Histone deacetylase 7 controls endothelial cell growth through modulation of beta-catenin.


PMID 20224040

Abstract

Histone deacetylase (HDAC)7 is expressed in the early stages of embryonic development and may play a role in endothelial function. This study aimed to investigate the role of HDAC7 in endothelial cell (EC) proliferation and growth and the underlying mechanism. Overexpression of HDAC7 by adenoviral gene transfer suppressed human umbilical vein endothelial cell (HUVEC) proliferation by preventing nuclear translocation of beta-catenin and downregulation of T-cell factor-1/Id2 (inhibitor of DNA binding 2) and cyclin D1, leading to G(1) phase elongation. Further assays with the TOPFLASH reporter and quantitative RT-PCR for other beta-catenin target genes such as Axin2 confirmed that overexpression of HDAC7 decreased beta-catenin activity. Knockdown of HDAC7 by lentiviral short hairpin RNA transfer induced beta-catenin nuclear translocation but downregulated cyclin D1, cyclin E1 and E2F2, causing HUVEC hypertrophy. Immunoprecipitation assay and mass spectrometry analysis revealed that HDAC7 directly binds to beta-catenin and forms a complex with 14-3-3 epsilon, zeta, and eta proteins. Vascular endothelial growth factor treatment induced HDAC7 degradation via PLCgamma-IP3K (phospholipase Cgamma-inositol-1,4,5-trisphosphate kinase) signal pathway and partially rescued HDAC7-mediated suppression of proliferation.
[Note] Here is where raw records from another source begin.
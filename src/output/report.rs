//! Text report of an [`Analysis`].

use super::terminal::{format_count, format_field};
use crate::models::{Block, BlockId};
use crate::plan::Analysis;
use crate::processing::{total_unused, ConflictKind};
use colored::Colorize;
use std::fmt::Write;

/// Render the analysis as a coloured, column-aligned text report.
pub fn render_report(analysis: &Analysis) -> Result<String, std::fmt::Error> {
    let mut out = String::new();
    write_report(&mut out, analysis)?;
    Ok(out)
}

fn write_report(out: &mut String, analysis: &Analysis) -> std::fmt::Result {
    writeln!(
        out,
        r#" "id",        "cidr",       "network",     "broadcast",          "mask",   "hosts""#
    )?;
    for block in &analysis.blocks {
        writeln!(
            out,
            "{id},{cidr},{network},{broadcast},{mask},{hosts}",
            id = format_field(block.id, 5),
            cidr = format_field(&block.cidr, 20),
            network = format_field(block.network_address(), 16),
            broadcast = format_field(block.broadcast_address(), 16),
            mask = format_field(block.subnet_mask(), 18),
            hosts = format_field(format_count(block.available_hosts), 10),
        )?;
    }

    let coverage = &analysis.coverage;
    writeln!(
        out,
        "#Coverage: {} used of {} ({} available)",
        format_count(coverage.used_addresses),
        format_count(coverage.total_addresses),
        format_count(coverage.available_addresses)
    )?;

    if !analysis.conflicts.is_empty() {
        writeln!(
            out,
            "#{}# {} conflict(s)",
            "CONFLICT".on_red(),
            analysis.conflicts.len()
        )?;
        for conflict in &analysis.conflicts {
            let kind = match conflict.kind {
                ConflictKind::Identical => "identical".red(),
                ConflictKind::Overlap => "overlap".yellow(),
            };
            writeln!(
                out,
                "  {kind}: {} <-> {}",
                cidr_of(&analysis.blocks, conflict.first),
                cidr_of(&analysis.blocks, conflict.second)
            )?;
        }
    }

    if !analysis.unused_ranges.is_empty() {
        writeln!(
            out,
            "#{}# {} range(s)",
            "UNUSED".on_blue(),
            analysis.unused_ranges.len()
        )?;
        for range in &analysis.unused_ranges {
            writeln!(
                out,
                "  {} - {} ({} addresses): {}",
                range.start_text(),
                range.end_text(),
                format_count(range.size),
                range.covering_blocks.join(", ")
            )?;
        }
        writeln!(
            out,
            "  Total unused addresses: {}",
            format_count(total_unused(&analysis.unused_ranges))
        )?;
    }

    if !analysis.suggestions.is_empty() {
        writeln!(
            out,
            "#{}# {} opportunit(ies)",
            "SUPERNET".on_green(),
            analysis.suggestions.len()
        )?;
        for suggestion in &analysis.suggestions {
            let members: Vec<&str> = suggestion
                .original_blocks
                .iter()
                .map(|id| cidr_of(&analysis.blocks, *id))
                .collect();
            writeln!(
                out,
                "  {} <= {} ({:.1}% efficient, +{} addresses)",
                suggestion.suggested_supernet.green(),
                members.join(" + "),
                suggestion.efficiency,
                format_count(suggestion.saved_addresses)
            )?;
        }
        writeln!(
            out,
            "  Total optimization potential: {} supernet(s) can be formed",
            analysis.suggestions.len()
        )?;
    }

    Ok(())
}

fn cidr_of(blocks: &[Block], id: BlockId) -> &str {
    blocks
        .iter()
        .find(|b| b.id == id)
        .map(|b| b.cidr.as_str())
        .unwrap_or("?")
}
Moreover, vascular endothelial growth factor stimulation suppressed the binding of HDAC7 with beta-catenin, disrupting the complex and releasing beta-catenin to translocate into the nucleus. These findings demonstrate that HDAC7 interacts with beta-catenin keeping ECs in a low proliferation stage and provides a novel insight into the mechanism of HDAC7-mediated signal pathways leading to endothelial growth.